So alkalizing not only changes pH slightly, but also alters carbon dioxide metabolism, and no doubt other aspects of metabolism.


Experientially, there is no connection between the acidic or alkaline taste of a food or substance and its acid or alkaline metabolic effect. Lemon juice is very acidic (tart) on the tongue, but is substantially alkaline-anabolic-anaerobic in its metabolic effect.

Any idea of what it is within a lemon that makes it alkalizing in its metabolic effect? I find it hard to imagine that with all that citric acid in lemons, a lemon would have an alkalizing effect metabolically. It's easy to see how an alkaline substance such as sodium bicarbonate in solution could alkalize the body, but surely not citric acid?
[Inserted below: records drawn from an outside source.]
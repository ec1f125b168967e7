//! Normalization of upstream calendar payloads
//!
//! Upstream sources disagree on field names and date formats. The public
//! weekly feed sends `title`/`country` with RFC 3339 dates, while the scraper
//! sends `event`/`currency` with a year-less date ("Sun May 25") and a
//! separate clock time ("2:40pm"). Both are mapped onto [`EconomicEvent`]
//! here so nothing past the feed layer has to care which source was used.

use chrono::{DateTime, Datelike, FixedOffset, NaiveDate, NaiveDateTime, NaiveTime, TimeZone, Utc};
use serde::Deserialize;

use super::{EconomicEvent, Impact};

/// Year-less date as produced by the scraper, with the year appended
const SCRAPED_DATE_FORMAT: &str = "%a %b %d %Y";

/// Full date formats accepted when the date carries no offset
const DATE_FORMATS: &[&str] = &["%Y-%m-%d", "%m-%d-%Y"];

/// Date-time formats accepted when the date carries no offset
const DATE_TIME_FORMATS: &[&str] = &["%Y-%m-%dT%H:%M:%S", "%Y-%m-%d %H:%M:%S", "%Y-%m-%dT%H:%M"];

/// Body returned by an upstream source
#[derive(Debug, Deserialize)]
#[serde(untagged)]
pub enum FeedPayload {
    /// A list of raw event records
    Events(Vec<RawRecord>),
    /// The source reported its own failure, e.g. `{"error": "blocked"}`
    Failure { error: String },
}

/// A single event record in either upstream shape
#[derive(Debug, Clone, Default, Deserialize)]
pub struct RawRecord {
    #[serde(default, alias = "event")]
    pub title: Option<String>,
    #[serde(default, alias = "currency")]
    pub country: Option<String>,
    #[serde(default)]
    pub date: Option<String>,
    #[serde(default)]
    pub time: Option<String>,
    #[serde(default)]
    pub impact: Option<String>,
    #[serde(default)]
    pub forecast: Option<String>,
    #[serde(default)]
    pub previous: Option<String>,
    #[serde(default)]
    pub actual: Option<String>,
}

/// Parses an upstream body
pub fn decode_payload(body: &str) -> Result<FeedPayload, serde_json::Error> {
    serde_json::from_str(body)
}

/// Converts raw records into events, preserving upstream order
///
/// # Arguments
/// * `records` - Records as decoded from the upstream body
/// * `reference` - Fetch time, used to infer the year of year-less dates
/// * `source_offset` - UTC offset of dates that carry none
///
/// Records whose date cannot be parsed are kept with `scheduled_at = None`.
pub fn normalize(
    records: Vec<RawRecord>,
    reference: DateTime<Utc>,
    source_offset: FixedOffset,
) -> Vec<EconomicEvent> {
    records
        .into_iter()
        .map(|record| {
            let date = record.date.unwrap_or_default();
            let time = record.time.filter(|t| !t.trim().is_empty());
            let title = record.title.unwrap_or_default();
            let scheduled_at = parse_schedule(&date, time.as_deref(), reference, source_offset);

            if scheduled_at.is_none() {
                tracing::warn!(
                    title = %title,
                    date = %date,
                    time = ?time,
                    "unparseable event date, excluding it from the cache horizon"
                );
            }

            EconomicEvent {
                title,
                country: record.country.unwrap_or_default(),
                date,
                time,
                scheduled_at,
                impact: Impact::from_label(record.impact.as_deref().unwrap_or_default()),
                forecast: record.forecast.unwrap_or_default(),
                previous: record.previous.unwrap_or_default(),
                actual: record.actual.unwrap_or_default(),
            }
        })
        .collect()
}

/// Resolves an upstream date (and optional time) to a UTC instant
///
/// Dates with an explicit offset are taken as-is. Everything else is read in
/// `source_offset`. Returns `None` rather than guessing when either part is
/// unparseable.
pub fn parse_schedule(
    date: &str,
    time: Option<&str>,
    reference: DateTime<Utc>,
    source_offset: FixedOffset,
) -> Option<DateTime<Utc>> {
    let date = date.trim();
    if date.is_empty() {
        return None;
    }

    if let Ok(at) = DateTime::parse_from_rfc3339(date) {
        return Some(at.with_timezone(&Utc));
    }

    let local = match parse_naive_date_time(date) {
        Some(local) => local,
        None => {
            let reference_day = reference.with_timezone(&source_offset).date_naive();
            let day = parse_day(date, reference_day)?;
            day.and_time(parse_clock(time)?)
        }
    };

    source_offset
        .from_local_datetime(&local)
        .single()
        .map(|at| at.with_timezone(&Utc))
}

fn parse_naive_date_time(date: &str) -> Option<NaiveDateTime> {
    DATE_TIME_FORMATS
        .iter()
        .find_map(|format| NaiveDateTime::parse_from_str(date, format).ok())
}

/// Parses a calendar day, inferring the year when the source omits it
///
/// For "Sun May 25" the candidate years around `reference_day` are tried and
/// the one whose weekday matches and lies closest to the reference wins.
fn parse_day(date: &str, reference_day: NaiveDate) -> Option<NaiveDate> {
    if let Some(day) = DATE_FORMATS
        .iter()
        .find_map(|format| NaiveDate::parse_from_str(date, format).ok())
    {
        return Some(day);
    }

    let year = reference_day.year();
    [year - 1, year, year + 1]
        .into_iter()
        .filter_map(|candidate| {
            NaiveDate::parse_from_str(&format!("{} {}", date, candidate), SCRAPED_DATE_FORMAT).ok()
        })
        .min_by_key(|day| (*day - reference_day).num_days().abs())
}

/// Parses a clock label such as "2:40pm", "14:30" or "All Day"
///
/// A missing time or "All Day" maps to noon. Labels like "Tentative" return
/// `None`.
fn parse_clock(time: Option<&str>) -> Option<NaiveTime> {
    let noon = NaiveTime::from_hms_opt(12, 0, 0);
    let Some(time) = time else {
        return noon;
    };

    let compact: String = time
        .chars()
        .filter(|c| !c.is_whitespace())
        .collect::<String>()
        .to_uppercase();

    if compact.is_empty() || compact == "ALLDAY" {
        return noon;
    }

    NaiveTime::parse_from_str(&compact, "%I:%M%p")
        .or_else(|_| NaiveTime::parse_from_str(&compact, "%H:%M"))
        .ok()
}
Since I am new to this forum, I'd like any clarification from members as to whether this discussion is best kept as part of this thread or should be handled in a different manner.

Usually if a major subtopic emerges in a thread, and it goes on for several pages, the moderators may move that subtopic to its own thread. But for the moment, I should think it will be fine to continue with this alkalizing topic in this thread. We can always move these posts later.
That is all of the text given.